Les élections garantissent-elles la démocratie ?

Article paru dans BIOTEMPO n°53 septembre 2022

Anne Deligné

Notre démocratie est à bout de souffle

Comment la réveiller ?

La démocratie, tout le monde la souhaite, mais personne n’y croit plus. C’est pourtant elle qui pourrait générer un gouvernement pour et par le peuple. Dans son livre « Contre les élections », l’historien David Van Reybrouck développe les moyens concrets pour revigorer cette démocratie. En commençant par remplacer progressivement le vote par le tirage au sort.
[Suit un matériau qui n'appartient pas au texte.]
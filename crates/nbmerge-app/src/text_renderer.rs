// Character-grid renderer: paints the view tree into rows of text for
// terminal output. Column accounting follows display width, so wide
// glyphs take two cells.

use nbmerge_core::{Color, ContentRenderer, Rect, Renderer, Size, TextStyle, Vec2};
use serde_json::Value;
use unicode_width::UnicodeWidthChar;

/// Marks the trailing cell of a wide glyph.
const CONTINUATION: char = '\0';

#[derive(Debug, Default)]
pub struct TextGridRenderer {
    width: usize,
    rows: Vec<Vec<char>>,
}

impl TextGridRenderer {
    pub fn new() -> Self {
        Self::default()
    }

    /// The last painted frame, one line per row, trailing blanks trimmed.
    pub fn contents(&self) -> String {
        let mut out = String::new();
        for row in &self.rows {
            let line: String = row.iter().filter(|&&c| c != CONTINUATION).collect();
            out.push_str(line.trim_end());
            out.push('\n');
        }
        out
    }

    fn put(&mut self, row: usize, col: usize, ch: char) {
        if let Some(cell) = self.rows.get_mut(row).and_then(|r| r.get_mut(col)) {
            *cell = ch;
        }
    }
}

impl Renderer for TextGridRenderer {
    fn begin_frame(&mut self, size: Size) {
        self.width = size.width.max(0.0) as usize;
        let height = size.height.max(0.0).ceil() as usize;
        self.rows = vec![vec![' '; self.width]; height];
    }

    // The grid has no colour channel.
    fn draw_rect(&mut self, _rect: Rect, _color: Color) {}

    fn draw_text(&mut self, text: &str, position: Vec2, _style: TextStyle, clip: Rect) {
        if position.y < clip.y || position.y >= clip.bottom() || position.y < 0.0 {
            return;
        }
        let row = position.y as usize;
        let right = (clip.right().max(0.0) as usize).min(self.width);
        let mut col = position.x.max(clip.x).max(0.0) as usize;
        for ch in text.chars() {
            if ch == '\n' {
                break;
            }
            let w = UnicodeWidthChar::width(ch).unwrap_or(0);
            if w == 0 {
                continue;
            }
            if col + w > right {
                break;
            }
            self.put(row, col, ch);
            for extra in 1..w {
                self.put(row, col + extra, CONTINUATION);
            }
            col += w;
        }
    }

    fn end_frame(&mut self) {}
}

/// Renders notebook content as plain text lines.
pub struct PlainContentRenderer;

impl ContentRenderer for PlainContentRenderer {
    fn render(&self, content: &Value, mimetype: &str) -> Vec<String> {
        if mimetype.starts_with("image/") {
            return vec![format!("<{mimetype}>")];
        }
        match content {
            Value::String(s) => s.lines().map(str::to_string).collect(),
            Value::Array(parts) if parts.iter().all(Value::is_string) => {
                let joined: String = parts.iter().filter_map(Value::as_str).collect();
                joined.lines().map(str::to_string).collect()
            }
            Value::Null => Vec::new(),
            other => serde_json::to_string_pretty(other)
                .map(|s| s.lines().map(str::to_string).collect())
                .unwrap_or_default(),
        }
    }
}

#[cfg(test)]
mod tests {
    use super::*;
    use serde_json::json;

    fn frame(width: f32, height: f32) -> TextGridRenderer {
        let mut r = TextGridRenderer::new();
        r.begin_frame(Size::new(width, height));
        r
    }

    #[test]
    fn text_is_clipped_to_rect() {
        let mut r = frame(10.0, 2.0);
        let clip = Rect::new(2.0, 0.0, 4.0, 1.0);
        r.draw_text("abcdefgh", Vec2::new(2.0, 0.0), TextStyle::default(), clip);
        r.draw_text("hidden", Vec2::new(2.0, 1.0), TextStyle::default(), clip);
        r.end_frame();
        assert_eq!(r.contents(), "  abcd\n\n");
    }

    #[test]
    fn wide_glyphs_take_two_columns() {
        let mut r = frame(6.0, 1.0);
        let clip = Rect::new(0.0, 0.0, 5.0, 1.0);
        r.draw_text("漢字x", Vec2::new(0.0, 0.0), TextStyle::default(), clip);
        assert_eq!(r.contents(), "漢字x\n");

        let mut r = frame(6.0, 1.0);
        r.draw_text("漢字", Vec2::new(0.0, 0.0), TextStyle::default(), Rect::new(0.0, 0.0, 3.0, 1.0));
        assert_eq!(r.contents(), "漢\n");
    }

    #[test]
    fn content_renderer_splits_sources_into_lines() {
        let r = PlainContentRenderer;
        assert_eq!(r.render(&json!("a\nb\n"), "text/plain"), vec!["a", "b"]);
        assert_eq!(r.render(&json!(["a\n", "b"]), "text/plain"), vec!["a", "b"]);
        assert_eq!(r.render(&json!("iVBOR"), "image/png"), vec!["<image/png>"]);
        assert_eq!(r.render(&json!({"k": 1}), "application/json").len(), 3);
    }
}
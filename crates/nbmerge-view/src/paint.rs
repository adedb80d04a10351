// Painting the composed tree through the `Renderer` trait.

use nbmerge_core::{Color, ContentRenderer, Rect, Renderer, Size, TextStyle, Vec2};
use nbmerge_model::OutputItem;

use crate::cell::{CellBody, CellMergeView, Collapsible, SourceRow};
use crate::notebook::{CellSlot, NotebookMergeView};
use crate::options::ViewOptions;
use crate::outputs::OutputsMergeView;
use crate::text::TextPanes;

const ERROR_COLOR: Color = Color::rgb(0.90, 0.35, 0.35);
const DIM_COLOR: Color = Color::rgb(0.55, 0.55, 0.60);
const MARKER_WIDTH: f32 = 4.0;

impl NotebookMergeView {
    /// Paint one frame. Output items are drawn through `content`, clipped
    /// to their item boxes.
    pub fn paint(&self, renderer: &mut dyn Renderer, content: &dyn ContentRenderer) {
        let size = self.size();
        renderer.begin_frame(Size::new(size.width, size.height));
        let options = self.options();

        if let (Some(view), Some(rect)) = (self.metadata(), self.metadata_rect()) {
            text(renderer, &view.header, Vec2::new(0.0, rect.y), bold(Color::WHITE), rect);
            paint_text_panes(renderer, &view.panes, rect.y + 1.0, options);
        }

        for (index, slot) in self.cells().iter().enumerate() {
            let Some(rect) = self.cell_rect(index) else {
                continue;
            };
            match slot {
                CellSlot::Ready(view) => paint_cell(renderer, content, view, rect, options),
                CellSlot::Failed(err) => {
                    let line = format!("Cell {index} cannot be displayed: {err}");
                    text(renderer, &line, Vec2::new(0.0, rect.y), plain(ERROR_COLOR), rect);
                }
            }
        }

        renderer.end_frame();
    }
}

fn paint_cell(
    renderer: &mut dyn Renderer,
    content: &dyn ContentRenderer,
    view: &CellMergeView,
    rect: Rect,
    options: &ViewOptions,
) {
    let marker = if view.marked_for_deletion() { "[x]" } else { "[ ]" };
    text(renderer, marker, Vec2::new(rect.x, rect.y), plain(Color::WHITE), rect);

    let mut y = rect.y + 1.0;
    match &view.body {
        CellBody::Collapsed {
            header,
            category,
            source,
        } => {
            let color = category.map(|c| c.color()).unwrap_or(DIM_COLOR);
            let title = header.unwrap_or("Unchanged");
            text(renderer, title, Vec2::new(rect.x + MARKER_WIDTH, rect.y), bold(color), rect);
            paint_text_panes(renderer, source, y, options);
        }
        CellBody::FourWay {
            source,
            metadata,
            outputs,
        } => {
            if let SourceRow::FourWay(panes) = source {
                for (i, pane) in panes.panes.iter().enumerate() {
                    let x = column_x(i, options) + if i == 0 { MARKER_WIDTH } else { 0.0 };
                    text(renderer, pane.role.label(), Vec2::new(x, rect.y), bold(pane.role.color()), rect);
                }
            }
            paint_text_panes(renderer, source.panes(), y, options);
            y += source.panes().height() as f32;

            if let Some(row) = metadata {
                paint_container(renderer, &row.container, y, options);
                y += 1.0;
                if row.container.expanded {
                    paint_text_panes(renderer, &row.panes, y, options);
                    y += row.panes.height() as f32;
                }
            }
            if let Some(row) = outputs {
                paint_container(renderer, &row.container, y, options);
                if row.container.expanded {
                    paint_outputs(renderer, content, &row.view, options);
                }
            }
        }
    }
}

fn paint_container(renderer: &mut dyn Renderer, container: &Collapsible, y: f32, options: &ViewOptions) {
    let arrow = if container.expanded { "▾" } else { "▸" };
    let line = format!("{arrow} {}", container.header);
    let clip = Rect::new(0.0, y, options.row_width(), 1.0);
    text(renderer, &line, Vec2::new(0.0, y), plain(DIM_COLOR), clip);
}

fn paint_text_panes(renderer: &mut dyn Renderer, panes: &TextPanes, y: f32, options: &ViewOptions) {
    let height = panes.height() as f32;
    let single = panes.panes.len() == 1;
    for (i, pane) in panes.panes.iter().enumerate() {
        let width = if single { options.row_width() } else { options.pane_width };
        let clip = Rect::new(column_x(i, options), y, width, height);
        renderer.draw_rect(clip, pane.role.color());
        for (row, line) in pane.lines.iter().enumerate() {
            let position = Vec2::new(clip.x, y + row as f32);
            text(renderer, line, position, plain(Color::WHITE), clip);
        }
    }
}

fn paint_outputs(
    renderer: &mut dyn Renderer,
    content: &dyn ContentRenderer,
    view: &OutputsMergeView,
    options: &ViewOptions,
) {
    let panes = view.panes();
    for pane in panes.panes() {
        renderer.draw_rect(pane.rect, pane.role.color());
        for item in &pane.items {
            paint_output_item(renderer, content, &item.item, item.rect, item.draggable, options);
        }
    }

    let Some((image, drop_target)) = view.drag_preview() else {
        return;
    };
    renderer.draw_rect(image, Color::WHITE);
    let Some(target) = drop_target else {
        return;
    };
    // Drop indicator at the top of the target gap.
    let merge = panes.merge_pane();
    let y = merge
        .items
        .get(target.item)
        .map(|v| v.rect.y)
        .or(merge.items.last().map(|v| v.rect.bottom()))
        .unwrap_or(merge.rect.y);
    let marker = "─".repeat(merge.rect.width.max(1.0) as usize);
    let clip = Rect::new(merge.rect.x, y, merge.rect.width, 1.0);
    text(renderer, &marker, Vec2::new(merge.rect.x, y), bold(Color::WHITE), clip);
}

fn paint_output_item(
    renderer: &mut dyn Renderer,
    content: &dyn ContentRenderer,
    item: &OutputItem,
    rect: Rect,
    draggable: bool,
    options: &ViewOptions,
) {
    let mimetype = item.mimetype();
    let grip = if draggable { "≡" } else { " " };
    let handle = format!("{grip} {}", item.output_type().unwrap_or(mimetype.as_str()));
    text(renderer, &handle, Vec2::new(rect.x, rect.y), plain(DIM_COLOR), rect);
    let body_top = rect.y + options.handle_height;
    for (row, line) in content.render(item.content(), &mimetype).iter().enumerate() {
        let y = body_top + row as f32;
        if y >= rect.bottom() {
            break;
        }
        text(renderer, line, Vec2::new(rect.x, y), plain(Color::WHITE), rect);
    }
}

fn column_x(index: usize, options: &ViewOptions) -> f32 {
    index as f32 * (options.pane_width + options.pane_gap)
}

fn text(renderer: &mut dyn Renderer, s: &str, position: Vec2, style: TextStyle, clip: Rect) {
    renderer.draw_text(s, position, style, clip);
}

fn plain(foreground: Color) -> TextStyle {
    TextStyle {
        foreground,
        ..TextStyle::default()
    }
}

fn bold(foreground: Color) -> TextStyle {
    TextStyle {
        foreground,
        background: None,
        bold: true,
    }
}
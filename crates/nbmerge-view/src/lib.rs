// Composed merge view for a notebook: per-cell views built from the merge
// model by the layout selector, the reorderable outputs comparison, and the
// document-level metadata view, all owned by `NotebookMergeView`.

pub mod cell;
pub mod metadata;
pub mod notebook;
pub mod options;
pub mod outputs;
mod paint;
pub mod text;

pub use cell::{CellBody, CellMergeView, Collapsible, MetadataRow, OutputsRow, SourceRow};
pub use metadata::MetadataMergeView;
pub use notebook::{CellSlot, NotebookMergeView};
pub use options::ViewOptions;
pub use outputs::OutputsMergeView;
pub use text::{TextPane, TextPanes};
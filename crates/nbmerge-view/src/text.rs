// Read-only side-by-side text comparison used for source and metadata rows.

use nbmerge_core::{ContentRenderer, MergeViewError, PaneRole};
use nbmerge_model::{CellDiffModel, DiffModel};
use serde_json::Value;

#[derive(Debug, Clone, PartialEq)]
pub struct TextPane {
    pub role: PaneRole,
    pub lines: Vec<String>,
}

#[derive(Debug, Clone, PartialEq)]
pub struct TextPanes {
    pub panes: Vec<TextPane>,
}

impl TextPanes {
    pub fn single(role: PaneRole, lines: Vec<String>) -> Self {
        Self {
            panes: vec![TextPane { role, lines }],
        }
    }

    /// Number of rows the tallest pane needs.
    pub fn height(&self) -> usize {
        self.panes.iter().map(|p| p.lines.len()).max().unwrap_or(0).max(1)
    }

    pub fn pane(&self, role: PaneRole) -> Option<&TextPane> {
        self.panes.iter().find(|p| p.role == role)
    }

    /// Four-pane source comparison. The merged source must be text.
    pub fn source(
        local: &CellDiffModel,
        remote: &CellDiffModel,
        merged: &CellDiffModel,
        renderer: &dyn ContentRenderer,
    ) -> Result<Self, MergeViewError> {
        require_text(&merged.source, "source")?;
        let base = local.source.base.as_ref().or(remote.source.base.as_ref());
        let render = |value: Option<&Value>, model: &DiffModel| {
            value
                .map(|v| renderer.render(v, model.mimetype()))
                .unwrap_or_default()
        };
        Ok(Self {
            panes: vec![
                TextPane {
                    role: PaneRole::Local,
                    lines: render(local.source.value.as_ref(), &local.source),
                },
                TextPane {
                    role: PaneRole::Base,
                    lines: render(base, &merged.source),
                },
                TextPane {
                    role: PaneRole::Remote,
                    lines: render(remote.source.value.as_ref(), &remote.source),
                },
                TextPane {
                    role: PaneRole::Merged,
                    lines: render(merged.source.value.as_ref(), &merged.source),
                },
            ],
        })
    }

    /// The merged source on its own.
    pub fn merged_source(
        merged: &CellDiffModel,
        renderer: &dyn ContentRenderer,
    ) -> Result<Self, MergeViewError> {
        require_text(&merged.source, "source")?;
        let lines = merged
            .source
            .value
            .as_ref()
            .or(merged.source.base.as_ref())
            .map(|v| renderer.render(v, merged.source.mimetype()))
            .unwrap_or_default();
        Ok(Self::single(PaneRole::Merged, lines))
    }

    /// Four-pane comparison of arbitrary JSON values (metadata).
    pub fn json(
        local: Option<&Value>,
        base: Option<&Value>,
        remote: Option<&Value>,
        merged: Option<&Value>,
        renderer: &dyn ContentRenderer,
    ) -> Self {
        let render = |v: Option<&Value>| {
            v.map(|v| renderer.render(v, "application/json"))
                .unwrap_or_default()
        };
        Self {
            panes: vec![
                TextPane { role: PaneRole::Local, lines: render(local) },
                TextPane { role: PaneRole::Base, lines: render(base) },
                TextPane { role: PaneRole::Remote, lines: render(remote) },
                TextPane { role: PaneRole::Merged, lines: render(merged) },
            ],
        }
    }
}

fn require_text(model: &DiffModel, row: &'static str) -> Result<(), MergeViewError> {
    if model.is_text_like() {
        Ok(())
    } else {
        Err(MergeViewError::IncompatibleContent {
            row,
            mimetype: model.mimetype().to_string(),
        })
    }
}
Pour cadrer notre réflexion, une simple question s’impose. Les élections garantissent-elles la démocratie ? Hitler, par exemple, a été élu. Certains élus s’octroient des pouvoirs et usent d’une autorité que leurs électeurs ne souhaitent en aucune façon. La voix du peuple n’est demandée que tous les quatre ou cinq ans, est-ce suffisant ? Par ailleurs, l’absentéisme électoral est devenu le principal courant politique en Occident. Nos démocraties sont atteintes du syndrome de fatigue démocratique. Nos représentants ne nous représentent pas. Nous ne sommes plus satisfaits de cette démocratie-là. Le système actuel est caduc. Alors, que faire ?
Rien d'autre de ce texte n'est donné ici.